Gingerbread - or a lesson in patience

It has been awhile since I posted - life is very, very busy with working and visiting Mom in the hospital. Last Thursday, she did make tremendous progress though, by being transferred to the rehab hospital.  This is fantastic news, but also puts more pressure on us, as we had postponed getting her room ready and focused on other priorities.  The whole house has become a priority and it is not a good place to be at the moment.

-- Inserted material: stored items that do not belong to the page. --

use crate::core::fetcher::SpecFetcher;
use crate::core::groups::GroupSplitter;
use crate::core::paths::PathSplitter;
use crate::core::schemas::SchemaSplitter;
use crate::core::{ConfigProvider, RunSummary, SplitReport, Splitter, Storage};
use crate::utils::error::Result;

pub struct SplitEngine<S: Storage + Clone, C: ConfigProvider> {
    storage: S,
    config: C,
    fetcher: SpecFetcher,
}

impl<S: Storage + Clone, C: ConfigProvider> SplitEngine<S, C> {
    pub fn new(storage: S, config: C) -> Self {
        Self {
            storage,
            config,
            fetcher: SpecFetcher::new(),
        }
    }

    /// Fetch the document, then run the three splitters in sequence. A fetch
    /// failure propagates and skips every splitter; a splitter failure is
    /// reported and the remaining splitters still run.
    pub async fn run(&self) -> Result<RunSummary> {
        tracing::info!("Fetching OpenAPI document from {}", self.config.spec_url());
        let size = self
            .fetcher
            .fetch(self.config.spec_url(), self.config.spec_file(), &self.storage)
            .await?;
        tracing::info!("Fetched {} bytes into {}", size, self.config.spec_file());

        let paths = self
            .run_stage(&PathSplitter::new(
                self.storage.clone(),
                self.config.spec_file(),
                self.config.paths_dir(),
            ))
            .await;
        let schemas = self
            .run_stage(&SchemaSplitter::new(
                self.storage.clone(),
                self.config.spec_file(),
                self.config.schemas_dir(),
            ))
            .await;
        let groups = self
            .run_stage(&GroupSplitter::new(
                self.storage.clone(),
                self.config.spec_file(),
                self.config.groups_dir(),
            ))
            .await;

        Ok(RunSummary {
            spec_file: self.config.spec_file().to_string(),
            paths,
            schemas,
            groups,
        })
    }

    async fn run_stage<T: Splitter>(&self, splitter: &T) -> Option<SplitReport> {
        tracing::info!("--- Splitting {} ---", splitter.section());
        match splitter.split().await {
            Ok(report) => {
                tracing::info!(
                    "{}: {} file(s) written, {} skipped",
                    splitter.section(),
                    report.written,
                    report.skipped
                );
                Some(report)
            }
            Err(e) => {
                tracing::error!("{} splitting failed: {}", splitter.section(), e);
                None
            }
        }
    }
}
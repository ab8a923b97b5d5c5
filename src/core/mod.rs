pub mod engine;
pub mod fetcher;
pub mod groups;
pub mod paths;
pub mod schemas;

pub use crate::domain::model::{RunSummary, SpecDocument, SplitReport};
pub use crate::domain::ports::{ConfigProvider, Splitter, Storage};
pub use crate::utils::error::Result;
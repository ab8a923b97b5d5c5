use crate::core::{SpecDocument, SplitReport, Splitter, Storage};
use crate::utils::error::{Result, SplitError};
use async_trait::async_trait;
use serde_yaml::Mapping;
use std::collections::HashMap;

pub struct PathSplitter<S: Storage> {
    storage: S,
    input: String,
    out_dir: String,
}

impl<S: Storage> PathSplitter<S> {
    pub fn new(storage: S, input: impl Into<String>, out_dir: impl Into<String>) -> Self {
        Self {
            storage,
            input: input.into(),
            out_dir: out_dir.into(),
        }
    }
}

#[async_trait]
impl<S: Storage> Splitter for PathSplitter<S> {
    fn section(&self) -> &'static str {
        "paths"
    }

    async fn split(&self) -> Result<SplitReport> {
        let bytes = self.storage.read_file(&self.input).await?;
        let doc = SpecDocument::from_slice(&bytes)?;

        let paths = doc
            .section("paths")
            .ok_or_else(|| SplitError::MissingSection {
                section: "paths".to_string(),
                file: self.input.clone(),
            })?;
        let paths = paths
            .as_mapping()
            .ok_or_else(|| SplitError::MalformedSection {
                section: "paths".to_string(),
                reason: "expected a mapping".to_string(),
            })?;

        self.storage.create_dir(&self.out_dir).await?;

        let mut written = 0;
        let mut seen: HashMap<String, String> = HashMap::new();

        for (key, operations) in paths {
            let path = key.as_str().ok_or_else(|| SplitError::MalformedSection {
                section: "paths".to_string(),
                reason: "non-string path key".to_string(),
            })?;

            let stem = sanitized_file_stem(path);
            if let Some(previous) = seen.insert(stem.clone(), path.to_string()) {
                tracing::warn!(
                    "Paths '{}' and '{}' both map to {}.yaml, overwriting",
                    previous,
                    path,
                    stem
                );
            }

            // 輸出為單鍵映射，保留原始路徑作為鍵
            let mut entry = Mapping::new();
            entry.insert(key.clone(), operations.clone());
            let yaml = serde_yaml::to_string(&entry)?;

            let output_file = format!("{}/{}.yaml", self.out_dir, stem);
            self.storage
                .write_file(&output_file, yaml.as_bytes())
                .await?;
            tracing::info!("Saved path '{}' to {}", path, output_file);
            written += 1;
        }

        Ok(SplitReport {
            written,
            skipped: 0,
        })
    }
}

/// `/a/b` -> `a_b`: slashes become underscores, one leading underscore is
/// stripped.
fn sanitized_file_stem(path: &str) -> String {
    let flat = path.replace('/', "_");
    flat.strip_prefix('_').unwrap_or(&flat).to_string()
}

#[cfg(test)]
mod tests {
    use super::*;
    use crate::config::cli::LocalStorage;
    use serde_yaml::Value;
    use tempfile::TempDir;

    const SPEC: &str = "\
openapi: 3.0.0
paths:
  /a/b:
    get: {}
  /widgets:
    post:
      summary: Create a widget
";

    async fn storage_with_spec(spec: &str) -> (TempDir, LocalStorage) {
        let temp_dir = TempDir::new().unwrap();
        let storage = LocalStorage::new(temp_dir.path().to_str().unwrap().to_string());
        storage
            .write_file("spec.yaml", spec.as_bytes())
            .await
            .unwrap();
        (temp_dir, storage)
    }

    #[test]
    fn test_sanitized_file_stem() {
        assert_eq!(sanitized_file_stem("/a/b"), "a_b");
        assert_eq!(sanitized_file_stem("/widgets"), "widgets");
        assert_eq!(sanitized_file_stem("no-slash"), "no-slash");
        assert_eq!(sanitized_file_stem("/a_b"), "a_b");
    }

    #[tokio::test]
    async fn test_one_file_per_path() {
        let (temp_dir, storage) = storage_with_spec(SPEC).await;
        let splitter = PathSplitter::new(storage, "spec.yaml", "paths");

        let report = splitter.split().await.unwrap();

        assert_eq!(report.written, 2);
        assert!(temp_dir.path().join("paths/a_b.yaml").exists());
        assert!(temp_dir.path().join("paths/widgets.yaml").exists());

        let count = std::fs::read_dir(temp_dir.path().join("paths"))
            .unwrap()
            .count();
        assert_eq!(count, 2);
    }

    #[tokio::test]
    async fn test_output_is_single_key_mapping() {
        let (temp_dir, storage) = storage_with_spec(SPEC).await;
        let splitter = PathSplitter::new(storage, "spec.yaml", "paths");
        splitter.split().await.unwrap();

        let content = std::fs::read_to_string(temp_dir.path().join("paths/a_b.yaml")).unwrap();
        let value: Value = serde_yaml::from_str(&content).unwrap();
        let mapping = value.as_mapping().unwrap();

        assert_eq!(mapping.len(), 1);
        assert!(value.get("/a/b").and_then(|ops| ops.get("get")).is_some());
    }

    #[tokio::test]
    async fn test_output_round_trips_original_entry() {
        let (temp_dir, storage) = storage_with_spec(SPEC).await;
        let splitter = PathSplitter::new(storage, "spec.yaml", "paths");
        splitter.split().await.unwrap();

        let original: Value = serde_yaml::from_str(SPEC).unwrap();
        let content =
            std::fs::read_to_string(temp_dir.path().join("paths/widgets.yaml")).unwrap();
        let reread: Value = serde_yaml::from_str(&content).unwrap();

        assert_eq!(
            reread.get("/widgets"),
            original.get("paths").and_then(|p| p.get("/widgets"))
        );
    }

    #[tokio::test]
    async fn test_missing_paths_section_is_reported() {
        let (temp_dir, storage) = storage_with_spec("openapi: 3.0.0\ninfo:\n  title: x\n").await;
        let splitter = PathSplitter::new(storage, "spec.yaml", "paths");

        let result = splitter.split().await;

        assert!(matches!(result, Err(SplitError::MissingSection { .. })));
        assert!(!temp_dir.path().join("paths").exists());
    }

    #[tokio::test]
    async fn test_empty_paths_still_creates_directory() {
        let (temp_dir, storage) = storage_with_spec("openapi: 3.0.0\npaths: {}\n").await;
        let splitter = PathSplitter::new(storage, "spec.yaml", "paths");

        let report = splitter.split().await.unwrap();

        assert_eq!(report.written, 0);
        assert!(temp_dir.path().join("paths").is_dir());
    }

    #[tokio::test]
    async fn test_colliding_names_overwrite_with_last_entry() {
        let spec = "\
paths:
  /a/b:
    get: {}
  /a_b:
    post: {}
";
        let (temp_dir, storage) = storage_with_spec(spec).await;
        let splitter = PathSplitter::new(storage, "spec.yaml", "paths");

        let report = splitter.split().await.unwrap();
        assert_eq!(report.written, 2);

        // 兩個路徑都寫到 a_b.yaml，後者覆蓋前者
        let count = std::fs::read_dir(temp_dir.path().join("paths"))
            .unwrap()
            .count();
        assert_eq!(count, 1);

        let content = std::fs::read_to_string(temp_dir.path().join("paths/a_b.yaml")).unwrap();
        let value: Value = serde_yaml::from_str(&content).unwrap();
        assert!(value.get("/a_b").is_some());
        assert!(value.get("/a/b").is_none());
    }
}
use crate::core::Storage;
use crate::utils::error::Result;
use std::fs;
use std::path::Path;

#[derive(Debug, Clone)]
pub struct LocalStorage {
    base_path: String,
}

impl LocalStorage {
    pub fn new(base_path: String) -> Self {
        Self { base_path }
    }
}

impl Storage for LocalStorage {
    async fn read_file(&self, path: &str) -> Result<Vec<u8>> {
        let full_path = Path::new(&self.base_path).join(path);
        let data = fs::read(full_path)?;
        Ok(data)
    }

    async fn write_file(&self, path: &str, data: &[u8]) -> Result<()> {
        let full_path = Path::new(&self.base_path).join(path);

        if let Some(parent) = full_path.parent() {
            fs::create_dir_all(parent)?;
        }

        fs::write(full_path, data)?;
        Ok(())
    }

    async fn create_dir(&self, path: &str) -> Result<()> {
        let full_path = Path::new(&self.base_path).join(path);

        if !full_path.exists() {
            fs::create_dir_all(&full_path)?;
            tracing::debug!("Created directory: {}", full_path.display());
        }

        Ok(())
    }
}
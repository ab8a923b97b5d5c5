use crate::core::Storage;
use crate::utils::error::Result;
use reqwest::Client;

/// Downloads the spec document and persists it verbatim through storage.
/// Nothing is written unless the full body arrived with a success status.
pub struct SpecFetcher {
    client: Client,
}

impl SpecFetcher {
    pub fn new() -> Self {
        Self {
            client: Client::new(),
        }
    }

    pub async fn fetch<S: Storage>(&self, url: &str, dest: &str, storage: &S) -> Result<usize> {
        tracing::debug!("Requesting {}", url);
        let response = self.client.get(url).send().await?;

        tracing::debug!("Response status: {}", response.status());
        let response = response.error_for_status()?;

        let body = response.bytes().await?;
        storage.write_file(dest, &body).await?;

        tracing::info!("Content fetched from {} and saved to {}", url, dest);
        Ok(body.len())
    }
}

impl Default for SpecFetcher {
    fn default() -> Self {
        Self::new()
    }
}

#[cfg(test)]
mod tests {
    use super::*;
    use crate::config::cli::LocalStorage;
    use httpmock::prelude::*;
    use tempfile::TempDir;

    #[tokio::test]
    async fn test_fetch_writes_body_verbatim() {
        let temp_dir = TempDir::new().unwrap();
        let storage = LocalStorage::new(temp_dir.path().to_str().unwrap().to_string());

        let server = MockServer::start();
        let body = "openapi: 3.0.0\npaths: {}\n";
        let spec_mock = server.mock(|when, then| {
            when.method(GET).path("/openapi.yaml");
            then.status(200)
                .header("Content-Type", "application/yaml")
                .body(body);
        });

        let fetcher = SpecFetcher::new();
        let size = fetcher
            .fetch(&server.url("/openapi.yaml"), "spec.yaml", &storage)
            .await
            .unwrap();

        spec_mock.assert();
        assert_eq!(size, body.len());

        let saved = std::fs::read(temp_dir.path().join("spec.yaml")).unwrap();
        assert_eq!(saved, body.as_bytes());
    }

    #[tokio::test]
    async fn test_fetch_failure_writes_nothing() {
        let temp_dir = TempDir::new().unwrap();
        let storage = LocalStorage::new(temp_dir.path().to_str().unwrap().to_string());

        let server = MockServer::start();
        let spec_mock = server.mock(|when, then| {
            when.method(GET).path("/openapi.yaml");
            then.status(500);
        });

        let fetcher = SpecFetcher::new();
        let result = fetcher
            .fetch(&server.url("/openapi.yaml"), "spec.yaml", &storage)
            .await;

        spec_mock.assert();
        assert!(result.is_err());
        assert!(!temp_dir.path().join("spec.yaml").exists());
    }
}
use crate::utils::error::{Result, SplitError};
use serde_yaml::{Mapping, Value};

/// Opaque view over a fetched OpenAPI document. The top level must be a
/// mapping; key order is preserved by serde_yaml's Mapping.
#[derive(Debug, Clone)]
pub struct SpecDocument {
    root: Mapping,
}

impl SpecDocument {
    pub fn from_slice(bytes: &[u8]) -> Result<Self> {
        let value: Value = serde_yaml::from_slice(bytes)?;
        match value {
            Value::Mapping(root) => Ok(Self { root }),
            _ => Err(SplitError::MalformedSection {
                section: "document root".to_string(),
                reason: "expected a mapping at the top level".to_string(),
            }),
        }
    }

    pub fn section(&self, key: &str) -> Option<&Value> {
        self.root.get(key)
    }
}

/// Outcome of one splitter stage.
#[derive(Debug, Clone, Default, PartialEq, Eq)]
pub struct SplitReport {
    pub written: usize,
    pub skipped: usize,
}

/// Outcome of a full run. A `None` stage means that stage failed and was
/// reported; the run itself still completed.
#[derive(Debug, Clone)]
pub struct RunSummary {
    pub spec_file: String,
    pub paths: Option<SplitReport>,
    pub schemas: Option<SplitReport>,
    pub groups: Option<SplitReport>,
}

impl RunSummary {
    pub fn total_written(&self) -> usize {
        [&self.paths, &self.schemas, &self.groups]
            .into_iter()
            .flatten()
            .map(|report| report.written)
            .sum()
    }

    pub fn all_succeeded(&self) -> bool {
        self.paths.is_some() && self.schemas.is_some() && self.groups.is_some()
    }
}
pub mod config;
pub mod core;
pub mod domain;
pub mod utils;

pub use crate::config::{cli::LocalStorage, CliConfig};
pub use crate::core::{engine::SplitEngine, fetcher::SpecFetcher};
pub use crate::domain::model::{RunSummary, SplitReport};
pub use crate::utils::error::{Result, SplitError};
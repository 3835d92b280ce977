use crate::error::{OrmError, OrmResult};
use std::fmt;

/// Comparison operator of a WHERE condition.
#[derive(Debug, Clone, Copy, PartialEq, Eq)]
pub enum Operator {
    Eq,
    NotEq,
    Lt,
    Lte,
    Gt,
    Gte,
    /// `<=>`, null-safe equality.
    NullSafeEq,
    Like,
    NotLike,
    ILike,
    NotILike,
    In,
    NotIn,
    Between,
    NotBetween,
    Exists,
    NotExists,
    Is,
    IsNot,
}

impl Operator {
    /// Parse an operator case-insensitively (`"not in"`, `">="`, `"<>"`, ...).
    pub fn parse(s: &str) -> OrmResult<Self> {
        let normalized = s.split_whitespace().collect::<Vec<_>>().join(" ");
        let op = match normalized.to_ascii_uppercase().as_str() {
            "=" => Operator::Eq,
            "!=" | "<>" => Operator::NotEq,
            "<" => Operator::Lt,
            "<=" => Operator::Lte,
            ">" => Operator::Gt,
            ">=" => Operator::Gte,
            "<=>" => Operator::NullSafeEq,
            "LIKE" => Operator::Like,
            "NOT LIKE" => Operator::NotLike,
            "ILIKE" => Operator::ILike,
            "NOT ILIKE" => Operator::NotILike,
            "IN" => Operator::In,
            "NOT IN" => Operator::NotIn,
            "BETWEEN" => Operator::Between,
            "NOT BETWEEN" => Operator::NotBetween,
            "EXISTS" => Operator::Exists,
            "NOT EXISTS" => Operator::NotExists,
            "IS" => Operator::Is,
            "IS NOT" => Operator::IsNot,
            _ => {
                return Err(OrmError::invalid_argument(format!(
                    "Wrong operator: {s}"
                )));
            }
        };
        Ok(op)
    }

    /// SQL text of the operator.
    pub fn as_sql(self) -> &'static str {
        match self {
            Operator::Eq => "=",
            Operator::NotEq => "<>",
            Operator::Lt => "<",
            Operator::Lte => "<=",
            Operator::Gt => ">",
            Operator::Gte => ">=",
            Operator::NullSafeEq => "IS NOT DISTINCT FROM",
            Operator::Like => "LIKE",
            Operator::NotLike => "NOT LIKE",
            Operator::ILike => "ILIKE",
            Operator::NotILike => "NOT ILIKE",
            Operator::In => "IN",
            Operator::NotIn => "NOT IN",
            Operator::Between => "BETWEEN",
            Operator::NotBetween => "NOT BETWEEN",
            Operator::Exists => "EXISTS",
            Operator::NotExists => "NOT EXISTS",
            Operator::Is => "IS",
            Operator::IsNot => "IS NOT",
        }
    }
}

impl fmt::Display for Operator {
    fn fmt(&self, f: &mut fmt::Formatter<'_>) -> fmt::Result {
        f.write_str(self.as_sql())
    }
}

impl std::str::FromStr for Operator {
    type Err = OrmError;

    fn from_str(s: &str) -> OrmResult<Self> {
        Operator::parse(s)
    }
}

#[cfg(test)]
mod tests {
    use super::*;

    #[test]
    fn parse_is_case_and_space_insensitive() {
        assert_eq!(Operator::parse("not   in").unwrap(), Operator::NotIn);
        assert_eq!(Operator::parse("Between").unwrap(), Operator::Between);
        assert_eq!(Operator::parse("!=").unwrap(), Operator::NotEq);
        assert_eq!(Operator::parse(" <=> ").unwrap(), Operator::NullSafeEq);
        assert_eq!("ilike".parse::<Operator>().unwrap(), Operator::ILike);
    }

    #[test]
    fn unknown_operator_is_invalid_argument() {
        let err = Operator::parse("=~").unwrap_err();
        assert!(err.is_invalid_argument());
    }
}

Last week, my daughter moved from a flat to a darling little house right on the edge of a racecourse and you can see the Isle of Arran from her yard.  How wonderful.  I took the day off work and Alan and I helped her begin to leave her old flat and move in.  This consisted of her unpacking the kitchen and Alan dismantling and rebuilding furniture.  Which left me going up and down the stairs all day long.  Good for my weightwatchers regime but I had to keep reminding myself that this was not unfair, we all had jobs to do!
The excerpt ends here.